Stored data
== Segment start ==
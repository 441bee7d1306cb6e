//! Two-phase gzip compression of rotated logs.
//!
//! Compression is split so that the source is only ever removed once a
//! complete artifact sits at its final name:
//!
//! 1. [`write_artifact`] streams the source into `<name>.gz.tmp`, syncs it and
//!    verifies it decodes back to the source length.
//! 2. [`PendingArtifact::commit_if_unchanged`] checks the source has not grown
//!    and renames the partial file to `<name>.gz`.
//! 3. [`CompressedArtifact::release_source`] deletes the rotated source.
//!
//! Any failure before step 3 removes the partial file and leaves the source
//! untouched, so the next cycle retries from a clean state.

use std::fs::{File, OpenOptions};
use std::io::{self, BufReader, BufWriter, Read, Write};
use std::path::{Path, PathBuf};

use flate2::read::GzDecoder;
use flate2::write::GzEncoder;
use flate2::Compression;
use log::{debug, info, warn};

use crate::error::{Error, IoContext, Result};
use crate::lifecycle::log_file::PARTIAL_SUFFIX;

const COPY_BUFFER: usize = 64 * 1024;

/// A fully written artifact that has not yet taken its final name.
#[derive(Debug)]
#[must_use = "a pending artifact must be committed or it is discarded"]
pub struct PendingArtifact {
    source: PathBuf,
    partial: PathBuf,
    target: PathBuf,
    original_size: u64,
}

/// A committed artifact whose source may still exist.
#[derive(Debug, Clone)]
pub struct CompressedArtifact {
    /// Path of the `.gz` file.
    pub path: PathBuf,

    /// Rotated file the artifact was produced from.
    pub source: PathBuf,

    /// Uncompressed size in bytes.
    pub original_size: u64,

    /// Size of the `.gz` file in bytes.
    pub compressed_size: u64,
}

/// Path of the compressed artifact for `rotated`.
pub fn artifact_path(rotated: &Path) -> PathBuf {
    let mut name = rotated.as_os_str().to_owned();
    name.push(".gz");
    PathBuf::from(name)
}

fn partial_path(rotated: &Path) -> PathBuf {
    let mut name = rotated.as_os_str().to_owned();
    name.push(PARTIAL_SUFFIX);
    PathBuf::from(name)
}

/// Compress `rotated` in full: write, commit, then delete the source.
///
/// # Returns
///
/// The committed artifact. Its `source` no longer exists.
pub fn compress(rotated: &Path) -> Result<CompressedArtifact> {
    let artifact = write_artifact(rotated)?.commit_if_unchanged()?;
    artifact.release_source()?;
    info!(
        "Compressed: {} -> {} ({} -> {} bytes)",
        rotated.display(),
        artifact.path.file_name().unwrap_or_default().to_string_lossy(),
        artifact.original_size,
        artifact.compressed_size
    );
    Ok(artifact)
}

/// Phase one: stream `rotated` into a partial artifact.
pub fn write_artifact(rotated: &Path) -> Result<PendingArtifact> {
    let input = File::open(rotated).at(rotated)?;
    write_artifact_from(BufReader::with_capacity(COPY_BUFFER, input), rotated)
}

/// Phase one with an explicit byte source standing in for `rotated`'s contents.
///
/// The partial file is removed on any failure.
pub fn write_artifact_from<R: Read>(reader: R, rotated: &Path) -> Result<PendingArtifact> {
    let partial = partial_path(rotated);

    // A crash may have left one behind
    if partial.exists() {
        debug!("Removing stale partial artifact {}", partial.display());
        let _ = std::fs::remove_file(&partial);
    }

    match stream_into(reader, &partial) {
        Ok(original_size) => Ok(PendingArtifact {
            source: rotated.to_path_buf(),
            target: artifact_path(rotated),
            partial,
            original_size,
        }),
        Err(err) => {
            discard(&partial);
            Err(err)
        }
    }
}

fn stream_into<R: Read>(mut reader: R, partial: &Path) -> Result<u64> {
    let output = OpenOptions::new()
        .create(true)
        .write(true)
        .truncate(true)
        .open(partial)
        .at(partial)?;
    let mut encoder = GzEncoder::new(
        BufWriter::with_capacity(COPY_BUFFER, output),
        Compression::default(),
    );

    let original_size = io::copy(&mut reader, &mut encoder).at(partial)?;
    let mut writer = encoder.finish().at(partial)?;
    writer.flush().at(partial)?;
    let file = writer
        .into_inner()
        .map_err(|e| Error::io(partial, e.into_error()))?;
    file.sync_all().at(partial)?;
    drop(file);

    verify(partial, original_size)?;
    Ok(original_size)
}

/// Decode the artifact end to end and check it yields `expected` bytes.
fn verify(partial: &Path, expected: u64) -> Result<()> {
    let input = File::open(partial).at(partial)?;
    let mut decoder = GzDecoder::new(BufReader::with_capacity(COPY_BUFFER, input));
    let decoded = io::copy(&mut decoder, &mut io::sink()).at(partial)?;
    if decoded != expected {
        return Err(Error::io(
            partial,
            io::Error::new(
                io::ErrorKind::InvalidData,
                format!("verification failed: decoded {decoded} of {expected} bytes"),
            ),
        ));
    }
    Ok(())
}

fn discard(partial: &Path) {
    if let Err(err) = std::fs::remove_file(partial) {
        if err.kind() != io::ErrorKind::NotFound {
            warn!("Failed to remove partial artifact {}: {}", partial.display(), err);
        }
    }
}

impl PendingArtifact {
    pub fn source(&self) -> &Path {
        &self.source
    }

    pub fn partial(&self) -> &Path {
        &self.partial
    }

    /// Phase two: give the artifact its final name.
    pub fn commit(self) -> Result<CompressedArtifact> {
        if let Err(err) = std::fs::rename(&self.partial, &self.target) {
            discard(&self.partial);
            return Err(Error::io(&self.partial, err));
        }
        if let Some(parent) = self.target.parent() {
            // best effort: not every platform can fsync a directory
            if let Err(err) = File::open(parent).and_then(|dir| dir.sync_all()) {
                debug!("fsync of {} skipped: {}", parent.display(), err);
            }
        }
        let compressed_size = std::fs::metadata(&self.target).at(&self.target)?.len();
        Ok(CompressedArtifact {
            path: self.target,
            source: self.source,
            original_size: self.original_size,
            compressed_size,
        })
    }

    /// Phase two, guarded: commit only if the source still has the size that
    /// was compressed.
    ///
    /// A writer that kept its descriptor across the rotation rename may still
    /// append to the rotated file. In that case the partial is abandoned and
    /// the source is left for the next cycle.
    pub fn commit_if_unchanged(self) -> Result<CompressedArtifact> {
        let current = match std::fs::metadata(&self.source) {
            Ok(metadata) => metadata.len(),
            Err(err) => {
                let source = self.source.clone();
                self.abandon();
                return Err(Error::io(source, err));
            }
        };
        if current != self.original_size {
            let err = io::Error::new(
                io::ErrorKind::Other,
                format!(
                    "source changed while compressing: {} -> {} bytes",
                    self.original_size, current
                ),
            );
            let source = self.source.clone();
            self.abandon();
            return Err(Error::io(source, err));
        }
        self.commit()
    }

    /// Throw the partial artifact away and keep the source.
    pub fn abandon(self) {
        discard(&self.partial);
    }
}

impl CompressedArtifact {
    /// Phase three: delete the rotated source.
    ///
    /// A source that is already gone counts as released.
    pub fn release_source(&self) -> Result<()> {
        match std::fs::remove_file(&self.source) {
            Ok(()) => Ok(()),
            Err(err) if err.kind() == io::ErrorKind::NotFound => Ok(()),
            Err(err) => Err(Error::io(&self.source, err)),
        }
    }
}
== Segment end ==
Write out each line of the data that holds the string "metadata".

**Problem solution**
        let compressed_size = std::fs::metadata(&self.target).at(&self.target)?.len();
        let current = match std::fs::metadata(&self.source) {
            Ok(metadata) => metadata.len(),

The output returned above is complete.